The history of the parish has this interesting account: While hauling the building material, Jacob Palms had the misfortune of breaking his leg. The foundation was laid by Bernard Meinert. The rock was blasted by Frederick Nanneman. The digging for the foundation and the hauling of bricks and materials was done by the parish who gave great sacrifices of work and time. Every family donated one load of wood for the burning of bricks which was managed by George Haas from Brookfield on the land 3/4 mile southeast of the church. The laying of the brick was done by John Conefes from Quincy. Mr. Brinks of Quincy had the contract for the carpenter work. The church was dedicated on the feast of St. Francis, Oct. 4th, 1892.
In 1914 the Franciscans left the parish and were replaced by diocesan clergy. The Franciscan Friary became the center for an ecumenical group called, “The Brotherhood of Christian Unity.” In 1964. Rev. Joseph Starmann was the founder of the new brotherhood that was to promote Christian unity through prayer. The parishioners remember that the Brotherhood leadership consisted of four men of varied backgrounds, and that these men used the former Franciscan Friary for their offices. At one time there was a Syrian Orthodox Priest, Rev. Francis Forbes, with his family, an Episcopal priest, Fr. John Michael, Brother John Bona, an accountant and Catholic layman, and Brother Frederick, an evangelical minister, living in or near the monastery. Brother Frederick was later found out to be Frederick Waldo Demara, the Great Imposter. He came as an ordained minister and had hoped to spend the rest of his life here. He had said, “I have come here to Wien to dedicate my life to Christian unity, to work and prayer.” The group was disbanded in 1966 after notification from the Vatican.
A number of Wien residents also remembered the excitement that was caused when The Great Imposter was recognized as one of the clergymen. He regularly drove the bus to bring children to the ecumenical meetings. One lady remembered him as being quite jovial and friendly. It seems that someone recognized him from pictures and he disappeared the following day. As far as the Wien residents know he has never been seen again as an impostor.
Washington, Missouri: St. Francis Borgia Church (1869)
Professor Harmon has Brother Adrian listed as the architect for this church, although the parish in Washington does not list him as such.

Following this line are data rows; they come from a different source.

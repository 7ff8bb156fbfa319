//! Pure topic-permission policy.
//!
//! The engine resolves the membership and grant rows from the store and
//! applies these decision functions. Keeping them free of IO makes the
//! decision trees exhaustively testable without a store.
//!
//! - No IO
//! - No panics
//! - Fail closed: an absent grant row is "no access", never "access granted"

use crate::{AccessType, CompanyMember, Role, TopicAccess};

/// Decision tree for viewing a topic.
///
/// 1. Owner/admin: unconditional.
/// 2. `access_type = all`: unconditional.
/// 3. Otherwise: the grant row decides; absence means no access.
pub fn can_view_topic(member: &CompanyMember, grant: Option<&TopicAccess>) -> bool {
    if member.role.is_administrative() {
        return true;
    }
    if member.access_type == AccessType::All {
        return true;
    }
    grant.is_some_and(|g| g.can_view)
}

/// Decision tree for editing a topic.
///
/// The viewer veto is checked before access scope: scope governs the reach
/// of an already-permitted action class, not whether the class is permitted
/// at all, so a viewer can never edit regardless of `access_type` or any
/// grant row.
pub fn can_edit_topic(member: &CompanyMember, grant: Option<&TopicAccess>) -> bool {
    match member.role {
        Role::Viewer => false,
        Role::Owner | Role::Admin => true,
        Role::Editor => match member.access_type {
            AccessType::All => true,
            AccessType::Selected => grant.is_some_and(|g| g.can_edit),
        },
    }
}
//! Request/response bodies for the membership-management surface.

use serde::{Deserialize, Serialize};

use disclose_access::{
    AccessType, CompanyMember, MemberWithTopicAccess, Role, RoleCapabilities, TopicAccess,
};
use disclose_core::TopicId;

fn default_access_type() -> AccessType {
    AccessType::All
}

#[derive(Debug, Deserialize)]
pub struct AddMemberRequest {
    pub email: String,
    pub role: Role,
    #[serde(default = "default_access_type")]
    pub access_type: AccessType,
}

#[derive(Debug, Serialize)]
pub struct AddMemberResponse {
    pub member: CompanyMember,
    /// Whether an invitation email was issued ("invitation sent") as opposed
    /// to an existing account being enrolled ("member added").
    pub invited: bool,
}

#[derive(Debug, Serialize)]
pub struct MembersResponse {
    pub members: Vec<MemberWithTopicAccess>,
}

#[derive(Debug, Serialize)]
pub struct MemberResponse {
    pub member: CompanyMember,
}

#[derive(Debug, Deserialize)]
pub struct SetTopicAccessRequest {
    pub can_view: bool,
    pub can_edit: bool,
}

#[derive(Debug, Serialize)]
pub struct TopicAccessResponse {
    pub topic_access: TopicAccess,
}

#[derive(Debug, Serialize)]
pub struct TopicPermissionsResponse {
    pub can_view: bool,
    pub can_edit: bool,
}

#[derive(Debug, Serialize)]
pub struct AccessibleTopicsResponse {
    pub topic_ids: Vec<TopicId>,
}

#[derive(Debug, Serialize)]
pub struct CallerRoleResponse {
    pub role: Option<Role>,
    /// Static capability record for the role; UI reference data only, the
    /// per-topic endpoints are authoritative.
    pub capabilities: Option<RoleCapabilities>,
}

It seems that no one is listed as the architect of the beautiful Gothic church.When this church was built the Jesuits were the pastors of St. Francis Borgia Church with the Franciscans coming later to serve the parish. An explanation might be that the Jesuits did not have an architect available at the time, or there might be other explanations as to why a Franciscan built the Jesuit church. Brother Adrian was well known to Archbishop Kendrick, of the St, Louis diocese, and it is possible that when the Jesuits were going to build a new church, the Archbishop could have suggested Brother Adrian. It could also be that Jeusits, like the Benedictine Abbot Frowin, knew Brother Adrian to be an excellent architect. The Gothic style of St. Francis Borgia Church certainly reflects Brother Adrian’s well-known style.
Chillicothe, Missouri: St. Columban Church and Friary (1879)
A brochure from St. Columban’s Church gives a brief history in which it states that the architect for the Church as Brother Adrian Wewer, a Franciscan from St. Louis. The cornerstone was laid on May 25, 1879. At the dedication, Abbot Frowin Conrad, OSB, preached the German sermon, and Fr. Michael Richart, O.F.M., of Quincy, IL, preached the English sermon. It is also interesting to remember that Fr. Michael Richart, O.F.M. has been credited with helping Augustin Tolton, who had escaped from his slave owners in Brush Creek, Missouri, to become the first Black Catholic priest in the United States.
Folklore and/or Oral History
One would expect to find many stories about an architect who built so many churches, friaries, schools and hospitals, but it seems that he always kept a low profile. However there are a few interesting stories that have been passed down from generation to generation and these have become legends.
One of the stories involves St. Anthony’s Church in St. Louis, Missouri. Brother Adrian had built the first church and the new St. Anthony’s was being built fifty years later. Today the St. Anthony Church is one of the stops on some tours of visitors to St. Louis. One guide was heard to say that St. Anthony Church had more stained glass windows for its size than any other church in the United States. The second reason for the tourist stop is the quality of the windows. The windows, created by the Frei Company are beautifully designed and their color is exquisite.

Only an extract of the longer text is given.